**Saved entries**
○ ○ ○ ○ ○

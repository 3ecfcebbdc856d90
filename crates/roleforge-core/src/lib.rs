//! RoleForge Core Library
//!
//! Assigns a best-fit role to a task, reconciles disagreeing opinions into a
//! single decision, and proposes human-gated mutations of the role catalog.
//!
//! # Module layout
//!
//! - [`role`]: `Role`, `ScoringProfile`, `Priority`
//! - [`registry`]: `Registry` snapshots, `RegistryLoadError`
//! - [`selector`]: `Selector`, `Selection`, logistic calibration
//! - [`negotiator`]: `Negotiator`, `Opinion`, `Decision`, `ArbitrationError`
//! - [`drafts`]: `Draft`, `DraftStore`, `FsDraftStore`, `MemoryDraftStore`
//! - [`evolver`]: `Evolver`, `EvolveError`
//! - [`audit`]: `AuditRecord`, `AuditSink`, `JsonlAuditSink`
//! - [`config`]: `ForgeConfig`

pub mod audit;
pub mod config;
pub mod drafts;
pub mod evolver;
pub mod negotiator;
pub mod obs;
pub mod registry;
pub mod role;
pub mod selector;
pub mod telemetry;

pub use audit::{AuditError, AuditRecord, AuditSink, JsonlAuditSink, TracingAuditSink};
pub use config::{ConfigError, ForgeConfig};
pub use drafts::{
    Draft, DraftMeta, DraftStore, DraftStoreError, FsDraftStore, MemoryDraftStore,
};
pub use evolver::{mutation_tag, EvolveError, Evolver};
pub use negotiator::{
    arbitrate, ArbitrationError, Decision, Negotiator, Opinion, DEFAULT_THRESHOLD,
};
pub use obs::EvolutionSpan;
pub use registry::{Registry, RegistryLoadError, SourceFormat};
pub use role::{Priority, PriorityOutOfRange, Role, ScoringProfile};
pub use selector::{calibrate, tokenize, Selection, Selector};
pub use telemetry::init_tracing;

○ ○ ○ ○ ○

**Assignment**
Could you repeat every record above exactly as it appears?

**Solution to this problem**
repository 3ecfcebbdc856d90
filename crates/roleforge-core/src/lib.rs
//! RoleForge Core Library
//!
//! Assigns a best-fit role to a task, reconciles disagreeing opinions into a
//! single decision, and proposes human-gated mutations of the role catalog.
//!
//! # Module layout
//!
//! - [`role`]: `Role`, `ScoringProfile`, `Priority`
//! - [`registry`]: `Registry` snapshots, `RegistryLoadError`
//! - [`selector`]: `Selector`, `Selection`, logistic calibration
//! - [`negotiator`]: `Negotiator`, `Opinion`, `Decision`, `ArbitrationError`
//! - [`drafts`]: `Draft`, `DraftStore`, `FsDraftStore`, `MemoryDraftStore`
//! - [`evolver`]: `Evolver`, `EvolveError`
//! - [`audit`]: `AuditRecord`, `AuditSink`, `JsonlAuditSink`
//! - [`config`]: `ForgeConfig`

pub mod audit;
pub mod config;
pub mod drafts;
pub mod evolver;
pub mod negotiator;
pub mod obs;
pub mod registry;
pub mod role;
pub mod selector;
pub mod telemetry;

pub use audit::{AuditError, AuditRecord, AuditSink, JsonlAuditSink, TracingAuditSink};
pub use config::{ConfigError, ForgeConfig};
pub use drafts::{
    Draft, DraftMeta, DraftStore, DraftStoreError, FsDraftStore, MemoryDraftStore,
};
pub use evolver::{mutation_tag, EvolveError, Evolver};
pub use negotiator::{
    arbitrate, ArbitrationError, Decision, Negotiator, Opinion, DEFAULT_THRESHOLD,
};
pub use obs::EvolutionSpan;
pub use registry::{Registry, RegistryLoadError, SourceFormat};
pub use role::{Priority, PriorityOutOfRange, Role, ScoringProfile};
pub use selector::{calibrate, tokenize, Selection, Selector};
pub use telemetry::init_tracing;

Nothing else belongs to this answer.